Data selection and analysis

For analysis, the data were imported into GraphPad Prism 5. The following age groups were selected: “15–19 years”, “20–24 years”, “25–29 years”, “30–34 years”, “35–39 years”, “40–44 years”, “45–49 years”, “50–54 years”, “55–59 years”, “60–64 years “, “65–69 years”, “70–74 years”, “75–79 years” and “80–84 years”. Prior age groups were excluded due to unreliably low incidence rates, and “85+ years” was excluded due to the undefined age interval. The middle age of each age group was used as the x value, e.g. 17.5 for the “15–19 years” age group. Data were analysed with Nonlinear regression. The following User-defined equations were created for the statistical distributions:

Extreme value:

Y = A*(exp(−((x−t)/b)))*(exp(−exp(−((x−t)/b))))/b

Gamma:

Y = A*(x^(k−1))*(exp(−x/b))/((b^k)*gamma(k))

Logistic:

Y = A*(exp((x−t)/b))/(b*((1 + exp((x−t)/b))^2))

Normal:

Y = A*(exp(−0.5*(((x−t)/b)^2)))/(b*((2*pi)^0.5))

Weibull:

Y = A*(k/(b^k))*(x^(k−1))*exp(−((x/b)^k))

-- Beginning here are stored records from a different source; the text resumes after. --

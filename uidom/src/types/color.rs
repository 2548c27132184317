use super::Theme;

#[derive(Debug, Clone, PartialEq)]
pub enum Color {
    Oklch { l: f32, c: f32, h: f32, a: f32 },
    Rgb { r: u8, g: u8, b: u8 },
    /// Named theme variable, resolved at paint time.
    Var(String),
}

#[derive(Debug, Clone, Copy, PartialEq, Eq, Default)]
pub struct Rgb {
    pub r: u8,
    pub g: u8,
    pub b: u8,
}

impl Rgb {
    pub const fn new(r: u8, g: u8, b: u8) -> Self {
        Self { r, g, b }
    }
}

impl Color {
    pub const fn oklch(l: f32, c: f32, h: f32) -> Self {
        Self::Oklch { l, c, h, a: 1.0 }
    }

    pub const fn oklcha(l: f32, c: f32, h: f32, a: f32) -> Self {
        Self::Oklch { l, c, h, a }
    }

    pub const fn rgb(r: u8, g: u8, b: u8) -> Self {
        Self::Rgb { r, g, b }
    }

    pub fn var(name: impl Into<String>) -> Self {
        Self::Var(name.into())
    }

    /// Resolve theme variables and convert to sRGB.
    ///
    /// Unknown variables resolve to black. Variables may point at other
    /// variables; chains longer than a few hops are treated as unresolved.
    pub fn to_rgb(&self, theme: &dyn Theme) -> Rgb {
        let mut current = self;
        for _ in 0..8 {
            match current {
                Self::Rgb { r, g, b } => return Rgb::new(*r, *g, *b),
                Self::Oklch { l, c, h, .. } => return oklch_to_rgb(*l, *c, *h),
                Self::Var(name) => match theme.resolve(name) {
                    Some(next) => current = next,
                    None => {
                        log::trace!("unresolved color variable {name:?}");
                        return Rgb::default();
                    }
                },
            }
        }
        Rgb::default()
    }

    pub fn to_dsl(&self) -> String {
        match self {
            Self::Oklch { l, c, h, a } => {
                if *a >= 1.0 {
                    format!("oklch({l}, {c}, {h})")
                } else {
                    format!("oklch({l}, {c}, {h}, {a})")
                }
            }
            Self::Rgb { r, g, b } => format!("rgb({r}, {g}, {b})"),
            Self::Var(name) => name.clone(),
        }
    }
}

fn oklch_to_rgb(l: f32, c: f32, h: f32) -> Rgb {
    use palette::{IntoColor, Oklch, Srgb};

    let oklch = Oklch::new(l, c, h);
    let srgb: Srgb = oklch.into_color();
    let (r, g, b) = srgb.into_format::<u8>().into_components();

    Rgb::new(r, g, b)
}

The parameter A was constrained to “Must be between zero and 100000.0”, parameter t to “Must be between zero and 150.0”, parameters b and k to “Must be greater than 0.0”. “Initial values, to be fit” for all parameters were set to 1.0. All other settings were kept at default values, e.g. Least squares fit and No weighting.

For the Erlang distribution, the parameter k for each cancer type was estimated by the fitting of the Gamma distribution, rounded to the nearest integer and used as “Constant equal to” in the second round of the Gamma distribution fitting, which provided the final results.

The original pzfx project file with data, analyses and graphs is available as Supplementary Data 21. The pzfx project file for the parameter estimation robustness test is available as Supplementary Data 50.